Canada’s merchandise trade deficit held near a record high in May, bucking forecasts the shortfall would narrow and adding to a run of weak second-quarter data.
The deficit of C$3.28 billion ($2.52 billion) followed an April figure that was boosted to a record C$3.32 billion, Statistics Canada said Wednesday in Ottawa. Economists expected the May deficit to come in at C$2.7 billion, based on the median of 15 forecasts in a Bloomberg survey.
Exports fell 0.7 percent to C$41.1 billion and imports by 0.8 percent to C$44.4 billion. Both declines were the third in four months.
“There is no mistake that the 2016 second-quarter performance is a vividly disappointing one,” Jimmy Jean, a strategist in the fixed-income group at Desjardins Capital Markets in Montreal, wrote in a research note.
Statistics Canada also outlined how the oil industry responded to wildfires in Alberta, which knocked 1 million barrels a day of production offline. Energy exports rose 7.1 percent in May and imports climbed by 18.2 percent, the agency said, noting companies appear to have shifted their focus to exporting crude instead of refining it locally.

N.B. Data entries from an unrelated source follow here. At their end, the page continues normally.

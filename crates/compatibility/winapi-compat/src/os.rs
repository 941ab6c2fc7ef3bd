//! Windows 进程上下文（Windows OS context）
//!
//! Owns everything one emulated process sees: the architecture context,
//! guest memory with its heap and stack, the handle table, the registry,
//! the well-known SID cache and the routine table. Nothing here is shared
//! between processes.

use std::collections::{BTreeMap, HashMap};

use emu_arch::{ArchContext, StopReason};
use emu_core::logging::API_TARGET;
use emu_core::{EmuError, GuestHeap, GuestMemory, Profile, ProfileSection, Result, SoftMemory};

use crate::api::ApiTable;
use crate::fncc::{self, CallConv};
use crate::handle::HandleTable;
use crate::params::Params;
use crate::registry::RegistryManager;
use crate::sid::WellKnownSids;

/// Return address used by [`WindowsOs::invoke`]
pub const RETURN_SENTINEL_32: u64 = 0xdead_f00c;
pub const RETURN_SENTINEL_64: u64 = 0x0000_7fff_dead_f00c;

/// One intercepted call, after it returned
#[derive(Debug, Clone, PartialEq, Eq)]
pub struct CallRecord {
    pub address: u64,
    pub name: &'static str,
    pub params: Params,
    pub retval: u64,
}

pub struct WindowsOs {
    pub(crate) ctx: ArchContext,
    pub(crate) mem: Box<dyn GuestMemory>,
    pub(crate) heap: GuestHeap,
    pub(crate) handles: HandleTable,
    pub(crate) registry: RegistryManager,
    pub(crate) profile: Profile,
    pub(crate) sids: WellKnownSids,
    pub(crate) services: BTreeMap<String, String>,
    pub(crate) last_error: u32,
    api: ApiTable,
    hooks: HashMap<u64, &'static str>,
    call_trace: Vec<CallRecord>,
    stack_top: u64,
}

fn required(section: &ProfileSection, key: &str) -> Result<u64> {
    section.get_int(key)?.ok_or_else(|| {
        EmuError::InvalidConfig(format!("profile [{}] lacks {key}", section.name()))
    })
}

impl WindowsOs {
    /// Build a process on top of `ctx`, laid out per the `[OS32]`/`[OS64]`
    /// profile section
    pub fn new(ctx: ArchContext, profile: Profile) -> Result<Self> {
        let section_name = if ctx.bits() == 64 { "OS64" } else { "OS32" };
        let section = profile
            .section(section_name)
            .ok_or_else(|| EmuError::InvalidConfig(format!("profile lacks [{section_name}]")))?;
        let heap_address = required(section, "heap_address")?;
        let heap_size = required(section, "heap_size")?;
        let stack_address = required(section, "stack_address")?;
        let stack_size = required(section, "stack_size")?;

        let mut mem = SoftMemory::new(ctx.arch(), ctx.endian());
        mem.map(heap_address, heap_size, "[heap]")?;
        mem.map(stack_address, stack_size, "[stack]")?;

        Self::with_memory(ctx, Box::new(mem), profile, GuestHeap::new(heap_address, heap_size), stack_address + stack_size)
    }

    /// Build a process over caller-provided memory
    ///
    /// The heap region and the stack below `stack_top` must already be
    /// mapped.
    pub fn with_memory(
        ctx: ArchContext,
        mem: Box<dyn GuestMemory>,
        profile: Profile,
        heap: GuestHeap,
        stack_top: u64,
    ) -> Result<Self> {
        ctx.registers()?.set_sp(stack_top)?;

        let overlay = profile
            .section("REGISTRY")
            .cloned()
            .unwrap_or_else(|| ProfileSection::new("REGISTRY"));

        let mut api = ApiTable::new();
        crate::dlls::register_all(&mut api);

        tracing::info!(
            "windows process: {} ({}), {} routines",
            ctx.arch(),
            ctx.endian(),
            api.len()
        );

        Ok(Self {
            ctx,
            mem,
            heap,
            handles: HandleTable::with_predefined(),
            registry: RegistryManager::new(overlay),
            profile,
            sids: WellKnownSids::new(),
            services: BTreeMap::new(),
            last_error: 0,
            api,
            hooks: HashMap::new(),
            call_trace: Vec::new(),
            stack_top,
        })
    }

    // ------------------------------------------------------------------
    // 访问器
    // ------------------------------------------------------------------

    pub fn ctx(&self) -> &ArchContext {
        &self.ctx
    }

    pub fn mem(&self) -> &dyn GuestMemory {
        self.mem.as_ref()
    }

    pub fn mem_mut(&mut self) -> &mut dyn GuestMemory {
        self.mem.as_mut()
    }

    pub fn heap(&self) -> &GuestHeap {
        &self.heap
    }

    pub fn heap_mut(&mut self) -> &mut GuestHeap {
        &mut self.heap
    }

    pub fn handles(&self) -> &HandleTable {
        &self.handles
    }

    pub fn handles_mut(&mut self) -> &mut HandleTable {
        &mut self.handles
    }

    pub fn registry(&self) -> &RegistryManager {
        &self.registry
    }

    pub fn registry_mut(&mut self) -> &mut RegistryManager {
        &mut self.registry
    }

    pub fn profile(&self) -> &Profile {
        &self.profile
    }

    pub fn sids(&self) -> &WellKnownSids {
        &self.sids
    }

    pub fn services(&self) -> &BTreeMap<String, String> {
        &self.services
    }

    pub fn api(&self) -> &ApiTable {
        &self.api
    }

    pub fn api_mut(&mut self) -> &mut ApiTable {
        &mut self.api
    }

    pub fn call_trace(&self) -> &[CallRecord] {
        &self.call_trace
    }

    pub fn stack_top(&self) -> u64 {
        self.stack_top
    }

    /// Value `GetLastError` would return
    pub fn last_error(&self) -> u32 {
        self.last_error
    }

    pub fn set_last_error(&mut self, code: u32) {
        self.last_error = code;
    }

    /// Whether the configured principal runs with administrative rights
    pub fn is_privileged(&self) -> bool {
        self.profile
            .get("SYSTEM", "permission")
            .is_some_and(|p| p.eq_ignore_ascii_case("root"))
    }

    // ------------------------------------------------------------------
    // 拦截与分发
    // ------------------------------------------------------------------

    /// Intercept calls to `address` with the routine `name`
    pub fn hook_import(&mut self, name: &str, address: u64) -> Result<()> {
        let desc = self
            .api
            .get(name)
            .ok_or_else(|| EmuError::UnknownRoutine(name.to_string()))?;
        self.hooks.insert(address, desc.name);
        self.ctx.engine()?.borrow_mut().add_trap(address);
        tracing::debug!("hooked {} at {:#x}", name, address);
        Ok(())
    }

    /// Routine hooked at `address`
    pub fn hooked(&self, address: u64) -> Option<&'static str> {
        self.hooks.get(&address).copied()
    }

    /// Service an intercepted call at `address` and return to the caller
    ///
    /// Returns the routine's return value.
    pub fn dispatch(&mut self, address: u64) -> Result<u64> {
        let name = self
            .hooked(address)
            .ok_or_else(|| EmuError::UnknownRoutine(format!("no routine hooked at {address:#x}")))?;
        self.call(name, address)
    }

    fn call(&mut self, name: &str, address: u64) -> Result<u64> {
        let desc = *self
            .api
            .get(name)
            .ok_or_else(|| EmuError::UnknownRoutine(name.to_string()))?;
        let conv = CallConv::resolve(desc.conv, self.ctx.arch());

        let raws = fncc::read_args(&self.ctx, self.mem.as_ref(), conv, desc.params.len())?;
        let mut params = Params::decode(desc.params, &raws, self.mem.as_ref())?;

        let retval = (desc.func)(self, address, &mut params)?;

        tracing::info!(target: API_TARGET, "{:#x}: {}({}) = {:#x}", address, desc.name, params, retval);
        self.api.record_call(desc.name);
        self.call_trace.push(CallRecord {
            address,
            name: desc.name,
            params,
            retval,
        });

        fncc::return_to_caller(&self.ctx, self.mem.as_mut(), conv, desc.params.len(), retval)?;
        Ok(retval)
    }

    /// Call routine `name` from the host with raw arguments
    ///
    /// Arguments and a sentinel return address are laid out per convention
    /// on the guest stack, the routine runs through the regular binding, and
    /// the stack is back where it started when the convention cleans up.
    pub fn invoke(&mut self, name: &str, args: &[u64]) -> Result<u64> {
        let desc = *self
            .api
            .get(name)
            .ok_or_else(|| EmuError::UnknownRoutine(name.to_string()))?;
        let conv = CallConv::resolve(desc.conv, self.ctx.arch());
        let sentinel = if self.ctx.bits() == 64 {
            RETURN_SENTINEL_64
        } else {
            RETURN_SENTINEL_32
        };

        fncc::setup_call(&self.ctx, self.mem.as_mut(), conv, args, sentinel)?;
        let retval = self.call(desc.name, 0)?;

        let pc = self.ctx.registers()?.pc()?;
        if pc != sentinel {
            return Err(EmuError::InvalidConfig(format!(
                "{name} returned to {pc:#x} instead of the caller"
            )));
        }
        Ok(retval)
    }

    /// Run guest code from `begin` until `until`, servicing hooked calls
    pub fn run(&mut self, begin: u64, until: u64) -> Result<()> {
        let mut pc = begin;
        loop {
            let reason = {
                let engine = self.ctx.engine()?;
                let mut engine = engine.borrow_mut();
                engine.emu_start(pc, until, self.mem.as_mut())?
            };
            match reason {
                StopReason::Trap(addr) => {
                    self.dispatch(addr)?;
                    pc = self.ctx.effective_pc()?;
                }
                StopReason::Finished | StopReason::Stopped => return Ok(()),
                StopReason::Unsupported(addr) => {
                    return Err(EmuError::not_implemented(
                        "engine",
                        format!("cannot execute guest code at {addr:#x}"),
                    ));
                }
            }
        }
    }
}

impl std::fmt::Debug for WindowsOs {
    fn fmt(&self, f: &mut std::fmt::Formatter<'_>) -> std::fmt::Result {
        f.debug_struct("WindowsOs")
            .field("ctx", &self.ctx)
            .field("handles", &self.handles.len())
            .field("routines", &self.api.len())
            .field("hooks", &self.hooks.len())
            .field("last_error", &self.last_error)
            .finish()
    }
}
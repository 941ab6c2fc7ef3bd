//! 统一错误类型
//!
//! Every fallible operation in the emulation core returns [`EmuError`].
//! Conditions the guest is expected to observe (missing keys, bad handles,
//! short buffers) are *not* errors: the Windows layer maps them to status
//! codes. What ends up here is host-fatal: misconfiguration, memory contract
//! violations, and behaviour the emulator deliberately refuses to guess.

use crate::arch::{Endian, GuestArch};
use thiserror::Error;

/// Crate-wide result alias
pub type Result<T> = std::result::Result<T, EmuError>;

/// Errors raised by the emulation core
#[derive(Error, Debug, Clone, PartialEq, Eq)]
pub enum EmuError {
    /// The requested ISA/endianness combination has no mapping in a backend
    #[error("{component}: unsupported architecture {arch} ({endian})")]
    UnsupportedArch {
        arch: GuestArch,
        endian: Endian,
        component: &'static str,
    },

    /// A register name (or alias) that the active architecture does not define
    #[error("unknown register: {0}")]
    UnknownRegister(String),

    /// A backend that was not compiled into this build
    #[error("{backend} backend is not available in this build")]
    BackendUnavailable { backend: &'static str },

    /// A backend failed to initialise or to carry out a request
    #[error("{backend} backend error: {message}")]
    Backend {
        backend: &'static str,
        message: String,
    },

    /// Invalid or inconsistent configuration
    #[error("invalid configuration: {0}")]
    InvalidConfig(String),

    /// Profile could not be read or parsed
    #[error("profile error: {0}")]
    Profile(String),

    /// Guest memory access outside any mapped region
    #[error("memory fault at {addr:#x} (size {size})")]
    MemoryFault { addr: u64, size: usize },

    /// Guest heap exhausted
    #[error("guest heap exhausted while allocating {size:#x} bytes")]
    OutOfMemory { size: usize },

    /// Syntactically valid request whose semantics are not modelled
    #[error("{module}: not implemented: {feature}")]
    NotImplemented { feature: String, module: &'static str },

    /// Call dispatched to a routine nobody registered
    #[error("unknown routine: {0}")]
    UnknownRoutine(String),

    /// Routine asked for a parameter its descriptor does not declare
    #[error("routine parameter missing: {0}")]
    MissingParam(String),

    /// Routine asked for a parameter with the wrong semantic type
    #[error("routine parameter {name} is not {expected}")]
    ParamType { name: String, expected: &'static str },
}

impl EmuError {
    /// Shorthand for [`EmuError::NotImplemented`]
    pub fn not_implemented(module: &'static str, feature: impl Into<String>) -> Self {
        EmuError::NotImplemented {
            feature: feature.into(),
            module,
        }
    }

    /// Whether this error signals an unmodelled emulation behaviour
    pub fn is_not_implemented(&self) -> bool {
        matches!(self, EmuError::NotImplemented { .. })
    }

    /// Whether this error stems from configuration rather than guest activity
    pub fn is_configuration(&self) -> bool {
        matches!(
            self,
            EmuError::UnsupportedArch { .. }
                | EmuError::UnknownRegister(_)
                | EmuError::BackendUnavailable { .. }
                | EmuError::InvalidConfig(_)
                | EmuError::Profile(_)
        )
    }
}

#[cfg(test)]
mod tests {
    use super::*;

    #[test]
    fn test_error_tiers() {
        let err = EmuError::not_implemented("advapi32", "CheckTokenMembership with a token");
        assert!(err.is_not_implemented());
        assert!(!err.is_configuration());

        let err = EmuError::UnsupportedArch {
            arch: GuestArch::X86,
            endian: Endian::Big,
            component: "engine",
        };
        assert!(err.is_configuration());
        assert_eq!(err.to_string(), "engine: unsupported architecture x86 (big endian)");
    }

    #[test]
    fn test_memory_fault_display() {
        let err = EmuError::MemoryFault { addr: 0x1000, size: 4 };
        assert_eq!(err.to_string(), "memory fault at 0x1000 (size 4)");
    }
}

Bank of Canada Governor Stephen Poloz, who makes his next rate decision July 13, has signaled the economy may have shrunk in the second quarter because of the oil disruption and said output will likely rebound this quarter as production resumes. He is counting on companies outside the energy sector to lead a recovery.
Non-energy exports fell 1.8 percent in May, but are up 2.3 percent from a year earlier. Exports of metals declined 5.4 percent from a month prior; machinery and equipment shipments were down 4.9 percent.
Canada’s dollar weakened 0.3 percent to C$1.3023 per U.S. dollar at 9:45 a.m. in Toronto after the trade report was released.